Published on March 24, 2026

Case Overview

This AI visibility audit covers a Taiwan-based manufacturer specializing in power supply units (PSUs) and thermal management solutions. When we reviewed the findings, the most striking element wasn't the low overall score — it was the structural contradiction hiding behind it.

The company performed reasonably well in terms of brand recognition across AI platforms, appearing in 11 out of 16 queries with positive mentions. Yet its overall AI visibility score landed at just 23 out of 100. The culprit? A near-total absence of GEO (Generative Engine Optimization) technical infrastructure.

This is a pattern we see repeatedly across Taiwan's manufacturing sector: a brand with genuine market reputation and solid products, but a website built on a foundation that AI crawlers simply cannot read. This case study breaks down that contradiction in full — and explains why it matters more than ever as AI search reshapes how buyers discover suppliers.

Score Breakdown at a Glance

AI visibility is rarely a single-dimension problem. Our audit evaluates three distinct areas, and the gaps between them often tell the most important story:

Dimension Score Status
AI Brand Mention Rate 69 / 100 🟡 Good — room to grow
GEO Technical Audit 20 / 100 🔴 Critical deficiency
Website Performance (PageSpeed) 81 / 100 🟢 Acceptable

The bottleneck is unmistakable: the GEO Technical Audit score of 20/100 is the single biggest drag on the overall result. Even with a respectable natural brand presence on AI platforms, the absence of technical infrastructure means AI crawlers cannot reliably parse, index, or cite content from the company's website. The result is a brand that AI platforms "know about" in a historical sense, but cannot actively reference from live website content.

AI Search Visibility Testing: Platform-by-Platform Results

We submitted 16 industry-relevant queries across four major AI platforms, simulating the research behavior of real procurement decision-makers looking for PSU and thermal management vendors. Here's how the company performed on each platform:

Claude: Full Coverage — 4/4 Positive Mentions

Across all four queries on Claude, the company received positive mentions every time. Whether the question involved recommending PSU brands, evaluating thermal solutions, or identifying leading manufacturers in the space, Claude consistently included the company in its responses with favorable framing. This suggests strong knowledge density in Claude's training data, built on years of accumulated industry presence and third-party coverage.

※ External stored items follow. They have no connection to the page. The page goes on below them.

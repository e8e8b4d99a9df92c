use crate::error::CurationError;
use crate::graph::GraphFactProvider;
use crate::models::profile::ACCEPTED_POI;
use crate::models::{ProfileRecord, Target, Triple};
use rand::seq::SliceRandom;
use rand::RngCore;
use tracing::debug;

pub const COMMENTS_RELATION: &str = "Comments";

const MEDIA_RELATIONS: [&str; 4] = ["Stars", "Sings", "Type", COMMENTS_RELATION];
const CELEBRITY_RELATIONS: [&str; 3] = ["Intro", "Achievement", COMMENTS_RELATION];
const VENUE_RELATIONS: [&str; 4] = ["Price per person", "Rating", "Address", COMMENTS_RELATION];

/// Relations looked up in the graph for the entities named by a profile slot.
///
/// Slots that name no graph entities (name, age, residence, ...) get `None`.
pub fn profile_relations(slot_key: &str) -> Option<&'static [&'static str]> {
    if slot_key.contains("movies") || slot_key.contains("music") {
        Some(&MEDIA_RELATIONS)
    } else if slot_key.contains("celebrities") {
        Some(&CELEBRITY_RELATIONS)
    } else if slot_key.contains("food") || slot_key == ACCEPTED_POI {
        Some(&VENUE_RELATIONS)
    } else {
        None
    }
}

/// Counts of facts added by [`enrich_knowledge`].
#[derive(Debug, Clone, Copy, Default, PartialEq, Eq)]
pub struct EnrichmentReport {
    pub target_comment: bool,
    pub profile_facts: usize,
}

/// Extends a curated fact set with graph facts about the target and the persona.
///
/// One comment on the target topic is appended when the graph has any. Then
/// every entity the profile names contributes one random fact. A fact already
/// present in `knowledge` is never added twice.
pub fn enrich_knowledge(
    graph: &dyn GraphFactProvider,
    target: &Target,
    profile: &ProfileRecord,
    knowledge: &mut Vec<Triple>,
    rng: &mut dyn RngCore,
) -> Result<EnrichmentReport, CurationError> {
    let mut report = EnrichmentReport::default();

    let comments = graph.query(&target.topic, &[COMMENTS_RELATION], rng)?;
    if let Some(comment) = comments.choose(rng) {
        if !knowledge.contains(comment) {
            knowledge.push(comment.clone());
            report.target_comment = true;
        }
    }

    for (slot_key, entities) in profile.iter() {
        let Some(relations) = profile_relations(slot_key) else {
            continue;
        };
        for entity in entities {
            let facts = graph.query(entity, relations, rng)?;
            let Some(pick) = facts.choose(rng) else {
                continue;
            };
            if !knowledge.contains(pick) {
                knowledge.push(pick.clone());
                report.profile_facts += 1;
            }
        }
    }

    debug!(
        topic = %target.topic,
        target_comment = report.target_comment,
        profile_facts = report.profile_facts,
        "enriched knowledge"
    );
    Ok(report)
}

ChatGPT: Full Coverage — 4/4 Positive Mentions

ChatGPT mirrored Claude's results exactly. In queries ranging from high-efficiency power supply recommendations to industrial thermal solution vendors and Taiwan-based manufacturer shortlists, the company appeared in all four responses with positive characterizations. This reflects a well-established reputation across both English and Chinese technical communities — a genuine asset that existing SEO and PR efforts have built over time.

Gemini: Partial Coverage — 2/4 Positive Mentions

Gemini showed a noticeable gap. Two of the four queries returned positive mentions, while two produced no mention at all. The uncovered queries tended to involve more specific application contexts — server thermal management, industrial-grade power modules — suggesting that while Gemini recognizes the brand at a general level, it lacks sufficient content signals to associate the company confidently with niche use cases. This is a content coverage gap, not purely a brand awareness problem.

Perplexity: Lowest Coverage — 1/4 Positive Mentions

Perplexity's results are the most telling. Only one of four queries returned a positive mention, with three producing no mention at all. This is not a coincidence. Perplexity's engine relies heavily on real-time web crawling and structured data retrieval — precisely the technical layer where the company's website is most deficient. Without Schema markup, a functional XML sitemap, or complete meta information, Perplexity simply cannot surface the company's website content in its responses, regardless of brand reputation.

Overall: 11 positive mentions out of 16 queries (68.75%). The brand has a real AI presence — but it's uneven, concentrated in platforms that rely on historical training data rather than live website indexing.

Competitive Landscape

Across the same query set, AI platforms frequently recommended competing brands including Seasonic, Corsair, EVGA, Super Flower, be quiet!, FSP, Noctua, and Cooler Master. Several of these competitors maintain comprehensive structured data markup, deep technical documentation libraries, and well-organized product specification pages — all factors that help AI platforms generate precise, citation-ready recommendations.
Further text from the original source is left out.